» WHAT YOU WILL DO
All of the entries need to be written out again, exactly as they are.

» Dataset excerpts
= Beginning of Section =

use std::str::FromStr;

use serde::Deserialize;

use crate::foundation::{
    core::Rgba8,
    error::{ScorchError, ScorchResult},
};

/// Parse `#RRGGBB` / `#RRGGBBAA` (the leading `#` is optional, case-insensitive).
pub fn parse_hex(s: &str) -> ScorchResult<Rgba8> {
    let s = s.trim();
    let digits = s.strip_prefix('#').unwrap_or(s);

    if !digits.is_ascii() {
        return Err(ScorchError::validation(format!(
            "invalid colour \"{s}\": hex colour must be ASCII"
        )));
    }

    let hex_byte = |pair: &str| -> ScorchResult<u8> {
        u8::from_str_radix(pair, 16).map_err(|_| {
            ScorchError::validation(format!("invalid colour \"{s}\": bad hex byte \"{pair}\""))
        })
    };

    match digits.len() {
        6 => Ok(Rgba8::opaque(
            hex_byte(&digits[0..2])?,
            hex_byte(&digits[2..4])?,
            hex_byte(&digits[4..6])?,
        )),
        8 => Ok(Rgba8::new(
            hex_byte(&digits[0..2])?,
            hex_byte(&digits[2..4])?,
            hex_byte(&digits[4..6])?,
            hex_byte(&digits[6..8])?,
        )),
        _ => Err(ScorchError::validation(format!(
            "invalid colour \"{s}\": expected #RRGGBB or #RRGGBBAA"
        ))),
    }
}

/// Lowercase `#rrggbb`, or `#rrggbbaa` when not fully opaque.
pub fn to_hex(c: Rgba8) -> String {
    if c.a == 255 {
        format!("#{:02x}{:02x}{:02x}", c.r, c.g, c.b)
    } else {
        format!("#{:02x}{:02x}{:02x}{:02x}", c.r, c.g, c.b, c.a)
    }
}

impl FromStr for Rgba8 {
    type Err = ScorchError;

    fn from_str(s: &str) -> Result<Self, Self::Err> {
        parse_hex(s)
    }
}

impl<'de> Deserialize<'de> for Rgba8 {
    fn deserialize<D>(deserializer: D) -> Result<Self, D::Error>
    where
        D: serde::Deserializer<'de>,
    {
        #[derive(Deserialize)]
        #[serde(untagged)]
        enum Repr {
            Hex(String),
            Arr(Vec<u8>),
        }

        match Repr::deserialize(deserializer)? {
            Repr::Hex(s) => parse_hex(&s).map_err(serde::de::Error::custom),
            Repr::Arr(v) => match v.as_slice() {
                [r, g, b] => Ok(Rgba8::opaque(*r, *g, *b)),
                [r, g, b, a] => Ok(Rgba8::new(*r, *g, *b, *a)),
                _ => Err(serde::de::Error::custom(
                    "rgba array must have len 3 ([r,g,b]) or 4 ([r,g,b,a])",
                )),
            },
        }
    }
}

#[cfg(test)]
#[path = "../../tests/unit/color/parse.rs"]
mod tests;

= End of Section =

» ANSWER FOR THE TASK
use std::str::FromStr;

use serde::Deserialize;

use crate::foundation::{
    core::Rgba8,
    error::{ScorchError, ScorchResult},
};

/// Parse `#RRGGBB` / `#RRGGBBAA` (the leading `#` is optional, case-insensitive).
pub fn parse_hex(s: &str) -> ScorchResult<Rgba8> {
    let s = s.trim();
    let digits = s.strip_prefix('#').unwrap_or(s);

    if !digits.is_ascii() {
        return Err(ScorchError::validation(format!(
            "invalid colour \"{s}\": hex colour must be ASCII"
        )));
    }

    let hex_byte = |pair: &str| -> ScorchResult<u8> {
        u8::from_str_radix(pair, 16).map_err(|_| {
            ScorchError::validation(format!("invalid colour \"{s}\": bad hex byte \"{pair}\""))
        })
    };

    match digits.len() {
        6 => Ok(Rgba8::opaque(
            hex_byte(&digits[0..2])?,
            hex_byte(&digits[2..4])?,
            hex_byte(&digits[4..6])?,
        )),
        8 => Ok(Rgba8::new(
            hex_byte(&digits[0..2])?,
            hex_byte(&digits[2..4])?,
            hex_byte(&digits[4..6])?,
            hex_byte(&digits[6..8])?,
        )),
        _ => Err(ScorchError::validation(format!(
            "invalid colour \"{s}\": expected #RRGGBB or #RRGGBBAA"
        ))),
    }
}

/// Lowercase `#rrggbb`, or `#rrggbbaa` when not fully opaque.
pub fn to_hex(c: Rgba8) -> String {
    if c.a == 255 {
        format!("#{:02x}{:02x}{:02x}", c.r, c.g, c.b)
    } else {
        format!("#{:02x}{:02x}{:02x}{:02x}", c.r, c.g, c.b, c.a)
    }
}

impl FromStr for Rgba8 {
    type Err = ScorchError;

    fn from_str(s: &str) -> Result<Self, Self::Err> {
        parse_hex(s)
    }
}

impl<'de> Deserialize<'de> for Rgba8 {
    fn deserialize<D>(deserializer: D) -> Result<Self, D::Error>
    where
        D: serde::Deserializer<'de>,
    {
        #[derive(Deserialize)]
        #[serde(untagged)]
        enum Repr {
            Hex(String),
            Arr(Vec<u8>),
        }

        match Repr::deserialize(deserializer)? {
            Repr::Hex(s) => parse_hex(&s).map_err(serde::de::Error::custom),
            Repr::Arr(v) => match v.as_slice() {
                [r, g, b] => Ok(Rgba8::opaque(*r, *g, *b)),
                [r, g, b, a] => Ok(Rgba8::new(*r, *g, *b, *a)),
                _ => Err(serde::de::Error::custom(
                    "rgba array must have len 3 ([r,g,b]) or 4 ([r,g,b,a])",
                )),
            },
        }
    }
}

#[cfg(test)]
#[path = "../../tests/unit/color/parse.rs"]
mod tests;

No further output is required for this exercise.